La sera della vigilia di Natale del 1944 qualcuno suonò il campanello nella casa di viale Sant’Antonio, piuttosto fuori mano rispetto al non lontano centro di Varese. Il padrone di casa, signor Colombo, titolare del rinomato studio fotografico di via San Martino, aprì la porta con titubanza e cautela dati i tempi tristi in cui si viveva allora. La gioia si stampò sul suo volto quando vide che l’ospite inatteso era l’amato nipote Mario Ossola. Il giovane era stato arrestato dai fascisti nell’Ottobre precedente perché sospetto di attività illegale contro il regime insieme a tutto il comitato clandestino della Democrazia Cristiana. Per non dare nell’occhio i giovani cattolici si riunivano nel convento dei Francescani in viale Borri, quello sì lontano e isolato, per discutere di libertà e per metterla in pratica con coraggiose azioni che sottrassero alcuni perseguitati dalle mani dei loro aguzzini. Le spie fasciste erano però state allertate e pur non disponendo di prove certe arrestarono il giovane studente in medicina nella abitazione di famiglia di via Cavour e lo mandarono nel carcere di San Vittore.
Dopo alcune settimane di detenzione fu destinato ai campi di concentramento in Germania ma durante il trasporto accadde una serie di fatti che ha dell’incredibile. I detenuti erano stati fatti salire su un vecchio autobus “articolato” e durante il viaggio, il giovane Ossola aveva notato che la giuntura tra i due corpi dell’antiquato veicolo si stava sfilacciando e prontamente si dette da fare per ampliare la breccia. In un momento di distrazione delle guardie Mario si buttò dalla corriera e, pur ammaccato, si trovò libero. Raggiunse con qualche fatica Milano dove cercò invano ospitalità e fu costretto a girovagare in una città paralizzata dal terrore.

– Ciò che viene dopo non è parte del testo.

//! CLI E2E tests for config loading and the `config` and `info` commands.

use serde_json::Value;
use std::io;
use std::path::PathBuf;
use std::process::Command;
use std::time::{SystemTime, UNIX_EPOCH};

fn temp_config(label: &str, extension: &str, contents: &str) -> io::Result<PathBuf> {
    let nanos = SystemTime::now()
        .duration_since(UNIX_EPOCH)
        .map_err(io::Error::other)?
        .as_nanos();
    let path = std::env::temp_dir().join(format!("aidiag-e2e-{label}-{nanos}.{extension}"));
    std::fs::write(&path, contents)?;
    Ok(path)
}

fn aidiag() -> Command {
    Command::new(env!("CARGO_BIN_EXE_aidiag"))
}

#[test]
fn config_show_is_deterministic() -> io::Result<()> {
    let first = aidiag().args(["config", "show"]).output()?;
    let second = aidiag().args(["config", "show"]).output()?;

    assert!(first.status.success());
    assert_eq!(first.stdout, second.stdout);

    let value: Value = serde_json::from_slice(&first.stdout).map_err(io::Error::other)?;
    assert_eq!(
        value.pointer("/logging/throttleLimit").and_then(Value::as_u64),
        Some(25)
    );
    assert_eq!(
        value.pointer("/loss/reportLimit").and_then(Value::as_u64),
        Some(10)
    );
    Ok(())
}

#[test]
fn env_overrides_the_config_file() -> io::Result<()> {
    let path = temp_config(
        "precedence",
        "toml",
        "[logging]\nthrottleLimit = 40\nverboseLogging = true\n",
    )?;

    let output = aidiag()
        .arg("--config")
        .arg(&path)
        .args(["config", "show"])
        .env("AIDIAG_THROTTLE_LIMIT", "7")
        .output()?;
    std::fs::remove_file(&path)?;
    assert!(output.status.success());

    let value: Value = serde_json::from_slice(&output.stdout).map_err(io::Error::other)?;
    assert_eq!(
        value.pointer("/logging/throttleLimit").and_then(Value::as_u64),
        Some(7)
    );
    assert_eq!(
        value.pointer("/logging/verboseLogging").and_then(Value::as_bool),
        Some(true)
    );
    Ok(())
}

#[test]
fn zero_limit_is_rejected_as_invalid_input() -> io::Result<()> {
    let output = aidiag()
        .args(["simulate", "--output", "json"])
        .env("AIDIAG_THROTTLE_LIMIT", "0")
        .output()?;

    assert_eq!(output.status.code(), Some(2));
    let value: Value = serde_json::from_slice(&output.stdout).map_err(io::Error::other)?;
    assert_eq!(
        value.pointer("/status").and_then(Value::as_str),
        Some("error")
    );
    assert!(
        value
            .pointer("/error/code")
            .and_then(Value::as_str)
            .is_some_and(|code| code.starts_with("config:"))
    );
    Ok(())
}

#[test]
fn malformed_env_value_is_rejected() -> io::Result<()> {
    let output = aidiag()
        .args(["config", "show"])
        .env("AIDIAG_REPORT_LIMIT", "ten")
        .output()?;

    assert_eq!(output.status.code(), Some(2));
    let stdout = String::from_utf8_lossy(&output.stdout);
    assert!(stdout.contains("code: config:invalid_env_int"));
    Ok(())
}

#[test]
fn schema_lists_config_sections() -> io::Result<()> {
    let output = aidiag().args(["config", "schema"]).output()?;
    assert!(output.status.success());

    let value: Value = serde_json::from_slice(&output.stdout).map_err(io::Error::other)?;
    for section in ["logging", "loss", "drain"] {
        assert!(
            value.pointer(&format!("/properties/{section}")).is_some(),
            "missing schema section {section}"
        );
    }
    Ok(())
}

#[test]
fn info_lists_env_vars() -> io::Result<()> {
    let output = aidiag().args(["info", "--output", "json"]).output()?;
    assert!(output.status.success());

    let value: Value = serde_json::from_slice(&output.stdout).map_err(io::Error::other)?;
    let vars = value
        .get("envVars")
        .and_then(Value::as_array)
        .cloned()
        .unwrap_or_default();
    assert!(vars.iter().any(|var| var.as_str() == Some("AIDIAG_THROTTLE_LIMIT")));
    Ok(())
}
//! CLI E2E tests for `aidiag simulate`.

use serde_json::Value;
use std::io;
use std::process::Command;

fn run_simulate(args: &[&str], env: &[(&str, &str)]) -> io::Result<Value> {
    let mut command = Command::new(env!("CARGO_BIN_EXE_aidiag"));
    command
        .args(["simulate", "--output", "json", "--no-progress"])
        .args(args);
    for (key, value) in env {
        command.env(key, value);
    }
    let output = command.output()?;

    if !output.status.success() {
        let stderr = String::from_utf8_lossy(&output.stderr);
        return Err(io::Error::other(format!("simulate failed: {stderr}")));
    }
    serde_json::from_slice(&output.stdout).map_err(io::Error::other)
}

fn summary_field(value: &Value, key: &str) -> Option<u64> {
    value.pointer(&format!("/summary/{key}")).and_then(Value::as_u64)
}

fn trace_messages(value: &Value) -> Vec<String> {
    value
        .get("events")
        .and_then(Value::as_array)
        .map(|events| {
            events
                .iter()
                .filter(|event| {
                    event.get("event").and_then(Value::as_str) == Some("diagnostics.trace")
                })
                .filter_map(|event| event.get("message").and_then(Value::as_str))
                .map(str::to_string)
                .collect()
        })
        .unwrap_or_default()
}

#[test]
fn throttle_limit_queues_a_single_sentinel() -> io::Result<()> {
    let value = run_simulate(&["--critical", "5"], &[("AIDIAG_THROTTLE_LIMIT", "2")])?;

    assert_eq!(summary_field(&value, "queued"), Some(2));
    assert_eq!(summary_field(&value, "sentinels"), Some(1));
    assert_eq!(summary_field(&value, "dropped"), Some(3));
    assert_eq!(summary_field(&value, "drained"), Some(3));

    let messages = trace_messages(&value);
    assert_eq!(messages.len(), 3);
    assert!(messages.first().is_some_and(|text| text.starts_with("AI: ")));
    assert!(
        messages
            .last()
            .is_some_and(|text| text.contains("throttle limit per PageView reached"))
    );
    Ok(())
}

#[test]
fn throttle_resets_between_page_views() -> io::Result<()> {
    let value = run_simulate(
        &["--page-views", "2", "--critical", "3"],
        &[("AIDIAG_THROTTLE_LIMIT", "2")],
    )?;

    assert_eq!(summary_field(&value, "pageViews"), Some(2));
    assert_eq!(summary_field(&value, "queued"), Some(4));
    assert_eq!(summary_field(&value, "sentinels"), Some(2));
    assert_eq!(summary_field(&value, "dropped"), Some(2));
    Ok(())
}

#[test]
fn warnings_need_verbose_logging() -> io::Result<()> {
    let quiet = run_simulate(&["--critical", "0", "--warnings", "2"], &[])?;
    assert_eq!(summary_field(&quiet, "filtered"), Some(2));
    assert!(trace_messages(&quiet).is_empty());

    let verbose = run_simulate(
        &["--critical", "0", "--warnings", "2"],
        &[("AIDIAG_VERBOSE_LOGGING", "true")],
    )?;
    assert_eq!(summary_field(&verbose, "queued"), Some(2));
    assert!(
        trace_messages(&verbose)
            .iter()
            .all(|text| text.starts_with("AI (Internal): "))
    );
    Ok(())
}

#[test]
fn debug_exceptions_raise_instead_of_queueing() -> io::Result<()> {
    let value = run_simulate(
        &["--critical", "2"],
        &[("AIDIAG_DEBUG_EXCEPTIONS", "true")],
    )?;

    assert_eq!(summary_field(&value, "raised"), Some(2));
    assert_eq!(summary_field(&value, "queued"), Some(0));
    assert!(trace_messages(&value).is_empty());
    Ok(())
}

#[test]
fn unconfirmed_items_produce_a_loss_report() -> io::Result<()> {
    let value = run_simulate(
        &["--critical", "0", "--items", "4", "--confirmed", "1"],
        &[],
    )?;

    assert_eq!(summary_field(&value, "lossReports"), Some(1));
    let reports: Vec<&Value> = value
        .get("events")
        .and_then(Value::as_array)
        .map(|events| {
            events
                .iter()
                .filter(|event| {
                    event.get("event").and_then(Value::as_str) == Some("telemetry.loss_report")
                })
                .collect()
        })
        .unwrap_or_default();
    assert_eq!(reports.len(), 1);
    assert!(
        reports
            .first()
            .and_then(|event| event.get("message"))
            .and_then(Value::as_str)
            .is_some_and(|text| text.contains("3 telemetry item(s)"))
    );
    Ok(())
}

#[test]
fn pump_mode_still_drains_on_unload() -> io::Result<()> {
    let value = run_simulate(&["--critical", "2", "--pump-ms", "20"], &[])?;

    assert_eq!(summary_field(&value, "drained"), Some(2));
    assert_eq!(summary_field(&value, "drainFailures"), Some(0));
    Ok(())
}

#[test]
fn ndjson_ends_with_a_summary_line() -> io::Result<()> {
    let output = Command::new(env!("CARGO_BIN_EXE_aidiag"))
        .args(["simulate", "--critical", "1", "--output", "ndjson", "--no-progress"])
        .output()?;
    assert!(output.status.success());

    let stdout = String::from_utf8_lossy(&output.stdout);
    let lines: Vec<Value> = stdout
        .lines()
        .map(serde_json::from_str)
        .collect::<Result<_, _>>()
        .map_err(io::Error::other)?;
    assert_eq!(lines.len(), 2);
    assert_eq!(
        lines.first().and_then(|line| line.get("type")).and_then(Value::as_str),
        Some("event")
    );
    assert_eq!(
        lines.last().and_then(|line| line.get("type")).and_then(Value::as_str),
        Some("summary")
    );
    Ok(())
}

Fu nuovamente raggiunto e arrestato da un gruppo di “repubblichini” che senza indugio schierarono il gruppetto di presunti renitenti coinvolti nella “retata” contro il muro di un edificio per la immediata fucilazione. Mario si rese conto che era giunto il momento della fine: chiuse gli occhi e raccomandò la propria anima a Dio. Sfinito per la stanchezza e l’emozione si appoggiò alla parete, anzi ad una porta la quale non era chiusa a chiave e alla pressione del suo corpo si aprì facendolo scivolare dentro l’edificio mentre i mitra falciavano gli altri compagni di sventura. Forse svenne e non si rese conto di essere l’unico sopravvissuto tra una decina di morti ammazzati. Poi prese il treno e raggiunse Varese ma non l’abitazione famigliare che temeva fosse sorvegliata dalla polizia ma quella degli zii Colombo i quali, tramite un telefono amico, informarono i genitori. Fu il più bel regalo di Natale che mamma e papà Ossola ricevettero nella loro vita. Mario Ossola è oggi ricordato come uno dei più validi e apprezzati sindaci del capoluogo ma la morte, a cui era sfuggito nel lontano 1944, si riprese la sua rivincita con un tumore ai polmoni che lo colpì, a soli 61 anni, nel 1986. Lui, che era un grande tisiologo, direttore del Consorzio Antitubercolare, si fece l’auto-diagnosi e previde esattamente il breve tempo che lo separava dall’eternità. In questa santa notte gli dedico questo ricordo affettuoso e riconoscente.